• [Brief]: Print all entries precisely as they are written.

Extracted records
━━━━━━
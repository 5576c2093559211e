mod frame;
mod null_renderer;
mod primitives;
mod software;

pub use frame::{RenderFrame, Viewport};
pub use null_renderer::NullRenderer;
pub use primitives::{
    Color, FontFamily, FontSpec, FontStyle, FontWeight, LineCap, LinePrimitive, RectPrimitive,
    TextHAlign, TextPrimitive, TextVAlign,
};
pub use software::{SoftwareRenderStats, SoftwareRenderer};

use image::RgbaImage;

use crate::error::ScaleBarResult;

/// Contract implemented by any rasterizing backend.
///
/// Backends receive a fully materialized `RenderFrame` in pixel space and
/// return the off-screen canvas as straight-alpha RGBA. Unpainted pixels must
/// stay fully transparent so the bar can be cropped to its content.
pub trait Renderer {
    fn render(&mut self, frame: &RenderFrame) -> ScaleBarResult<RgbaImage>;
}

#[cfg(feature = "cairo-backend")]
mod cairo_backend;
#[cfg(feature = "cairo-backend")]
pub use cairo_backend::{CairoContextRenderer, CairoRenderStats, CairoRenderer};
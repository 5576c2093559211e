use thiserror::Error;

pub type ScaleBarResult<T> = Result<T, ScaleBarError>;

#[derive(Debug, Error)]
pub enum ScaleBarError {
    #[error("invalid viewport size: width={width}, height={height}")]
    InvalidViewport { width: u32, height: u32 },

    #[error("invalid configuration for `{field}`: {reason}")]
    InvalidConfig { field: String, reason: String },

    #[error("invalid CRS `{0}`")]
    InvalidCrs(String),

    #[error("invalid data: {0}")]
    InvalidData(String),

    #[error("render backend error: {0}")]
    Backend(String),
}

impl ScaleBarError {
    pub(crate) fn config(field: impl Into<String>, reason: impl Into<String>) -> Self {
        Self::InvalidConfig {
            field: field.into(),
            reason: reason.into(),
        }
    }
}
━━━━━━
• [Solution below]:
repository 5576c2093559211e
mod frame;
mod null_renderer;
mod primitives;
mod software;

pub use frame::{RenderFrame, Viewport};
pub use null_renderer::NullRenderer;
pub use primitives::{
    Color, FontFamily, FontSpec, FontStyle, FontWeight, LineCap, LinePrimitive, RectPrimitive,
    TextHAlign, TextPrimitive, TextVAlign,
};
pub use software::{SoftwareRenderStats, SoftwareRenderer};

use image::RgbaImage;

use crate::error::ScaleBarResult;

/// Contract implemented by any rasterizing backend.
///
/// Backends receive a fully materialized `RenderFrame` in pixel space and
/// return the off-screen canvas as straight-alpha RGBA. Unpainted pixels must
/// stay fully transparent so the bar can be cropped to its content.
pub trait Renderer {
    fn render(&mut self, frame: &RenderFrame) -> ScaleBarResult<RgbaImage>;
}

#[cfg(feature = "cairo-backend")]
mod cairo_backend;
#[cfg(feature = "cairo-backend")]
pub use cairo_backend::{CairoContextRenderer, CairoRenderStats, CairoRenderer};
repository 5576c2093559211e
use thiserror::Error;

pub type ScaleBarResult<T> = Result<T, ScaleBarError>;

#[derive(Debug, Error)]
pub enum ScaleBarError {
    #[error("invalid viewport size: width={width}, height={height}")]
    InvalidViewport { width: u32, height: u32 },

    #[error("invalid configuration for `{field}`: {reason}")]
    InvalidConfig { field: String, reason: String },

    #[error("invalid CRS `{0}`")]
    InvalidCrs(String),

    #[error("invalid data: {0}")]
    InvalidData(String),

    #[error("render backend error: {0}")]
    Backend(String),
}

impl ScaleBarError {
    pub(crate) fn config(field: impl Into<String>, reason: impl Into<String>) -> Self {
        Self::InvalidConfig {
            field: field.into(),
            reason: reason.into(),
        }
    }
}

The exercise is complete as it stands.